[Saved data entries]

<<<<

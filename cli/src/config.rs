use anyhow::{Context, Result, anyhow};
use directories::ProjectDirs;
use serde::{Deserialize, Serialize};
use std::fs;
use std::path::PathBuf;
use url::Url;

pub const DEFAULT_API_URL: &str = "http://localhost:5000";
pub const API_URL_ENV: &str = "JOURNALKEEPER_API_URL";

/// Where the auth token is persisted between runs.
#[derive(Debug, Clone, Copy, Default, PartialEq, Eq, Serialize, Deserialize)]
#[serde(rename_all = "lowercase")]
pub enum TokenStoreKind {
    #[default]
    Keyring,
    File,
}

/// Client settings. Resolved from defaults, `config.toml`, the environment,
/// and finally the `--api-url` flag, later sources winning.
#[derive(Debug, Clone, PartialEq, Eq, Serialize, Deserialize)]
#[serde(default)]
pub struct ClientConfig {
    pub api_url: String,
    pub token_store: TokenStoreKind,
}

impl Default for ClientConfig {
    fn default() -> Self {
        Self {
            api_url: DEFAULT_API_URL.to_string(),
            token_store: TokenStoreKind::default(),
        }
    }
}

impl ClientConfig {
    /// Platform config directory, created on first use.
    pub fn dir() -> Result<PathBuf> {
        let proj_dirs = ProjectDirs::from("org", "journalkeeper", "journalkeeper")
            .context("Could not determine config directory")?;
        let config_dir = proj_dirs.config_dir();
        fs::create_dir_all(config_dir)?;
        Ok(config_dir.to_path_buf())
    }

    pub fn load(api_url_flag: Option<&str>) -> Result<Self> {
        let path = Self::dir()?.join("config.toml");
        let file = if path.exists() {
            Some(
                fs::read_to_string(&path)
                    .with_context(|| format!("Could not read {}", path.display()))?,
            )
        } else {
            None
        };
        let env_url = std::env::var(API_URL_ENV).ok();
        Self::from_sources(file.as_deref(), env_url.as_deref(), api_url_flag)
    }

    /// Merges the layers without touching the filesystem or process environment.
    pub fn from_sources(
        file: Option<&str>,
        env_url: Option<&str>,
        flag_url: Option<&str>,
    ) -> Result<Self> {
        let mut config: ClientConfig = match file {
            Some(content) => toml::from_str(content).context("Invalid config.toml")?,
            None => Self::default(),
        };

        if let Some(url) = env_url.filter(|u| !u.trim().is_empty()) {
            config.api_url = url.to_string();
        }
        if let Some(url) = flag_url {
            config.api_url = url.to_string();
        }

        config.api_url = normalize_api_url(&config.api_url)?;
        Ok(config)
    }
}

/// Checks the base URL is http(s) and strips the trailing slash so paths can be appended.
fn normalize_api_url(raw: &str) -> Result<String> {
    let trimmed = raw.trim();
    let parsed = Url::parse(trimmed).with_context(|| format!("Invalid API URL: {}", trimmed))?;
    if !matches!(parsed.scheme(), "http" | "https") {
        return Err(anyhow!(
            "API URL must use http or https, got {}",
            parsed.scheme()
        ));
    }
    Ok(trimmed.trim_end_matches('/').to_string())
}
use crate::models::{Entry, UserProfile};
use std::collections::HashMap;

/// Where the last request of a slice stands.
#[derive(Debug, Clone, Copy, Default, PartialEq, Eq)]
pub enum RequestStatus {
    #[default]
    Idle,
    Loading,
    Failed,
    Succeeded,
}

#[derive(Debug, Clone, PartialEq, Eq)]
pub struct Alert {
    pub id: String,
    pub message: String,
}

/// Alerts keyed by id. `ids` is the display order, newest first.
#[derive(Debug, Clone, Default, PartialEq, Eq)]
pub struct AlertsState {
    pub ids: Vec<String>,
    pub entities: HashMap<String, Alert>,
}

impl AlertsState {
    /// Alerts in display order.
    pub fn iter(&self) -> impl Iterator<Item = &Alert> {
        self.ids.iter().filter_map(|id| self.entities.get(id))
    }

    pub fn is_empty(&self) -> bool {
        self.ids.is_empty()
    }
}

#[derive(Debug, Clone, Default, PartialEq, Eq)]
pub struct AuthState {
    pub request_status: RequestStatus,
    pub request_error: Option<String>,
    pub token: Option<String>,
}

impl AuthState {
    /// True when a non-blank token is held.
    pub fn has_token(&self) -> bool {
        self.token.as_deref().is_some_and(|t| !t.trim().is_empty())
    }
}

#[derive(Debug, Clone, Default, PartialEq, Eq)]
pub struct ProfileState {
    pub request_status: RequestStatus,
    pub request_error: Option<String>,
    pub profile: Option<UserProfile>,
}

/// Entries keyed by id. `ids` is ordered by timestamp, newest first.
#[derive(Debug, Clone, Default, PartialEq, Eq)]
pub struct EntriesState {
    pub request_status: RequestStatus,
    pub request_error: Option<String>,
    pub ids: Vec<i64>,
    pub entities: HashMap<i64, Entry>,
}

impl EntriesState {
    pub fn iter(&self) -> impl Iterator<Item = &Entry> {
        self.ids.iter().filter_map(|id| self.entities.get(id))
    }

    pub fn get(&self, id: i64) -> Option<&Entry> {
        self.entities.get(&id)
    }

    pub(crate) fn sort_ids(&mut self) {
        let entities = &self.entities;
        self.ids.sort_by(|a, b| {
            let ta = entities.get(a).map(|e| e.timestamp);
            let tb = entities.get(b).map(|e| e.timestamp);
            tb.cmp(&ta).then(b.cmp(a))
        });
    }
}

/// Canonical client state. Only [`crate::reducer::reduce`] produces new values.
#[derive(Debug, Clone, Default, PartialEq, Eq)]
pub struct AppState {
    pub alerts: AlertsState,
    pub auth: AuthState,
    pub profile: ProfileState,
    pub entries: EntriesState,
}

impl AppState {
    /// Initial state, seeded with whatever token was persisted last session.
    pub fn with_token(token: Option<String>) -> Self {
        Self {
            auth: AuthState {
                token,
                ..Default::default()
            },
            ..Default::default()
        }
    }
}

>>>>

* WHAT TO DO: Could you return all lines from the records that include the word "struct"?

* WORKED SOLUTION:
pub struct ClientConfig {
pub struct Alert {
pub struct AlertsState {
pub struct AuthState {
pub struct ProfileState {
pub struct EntriesState {
pub struct AppState {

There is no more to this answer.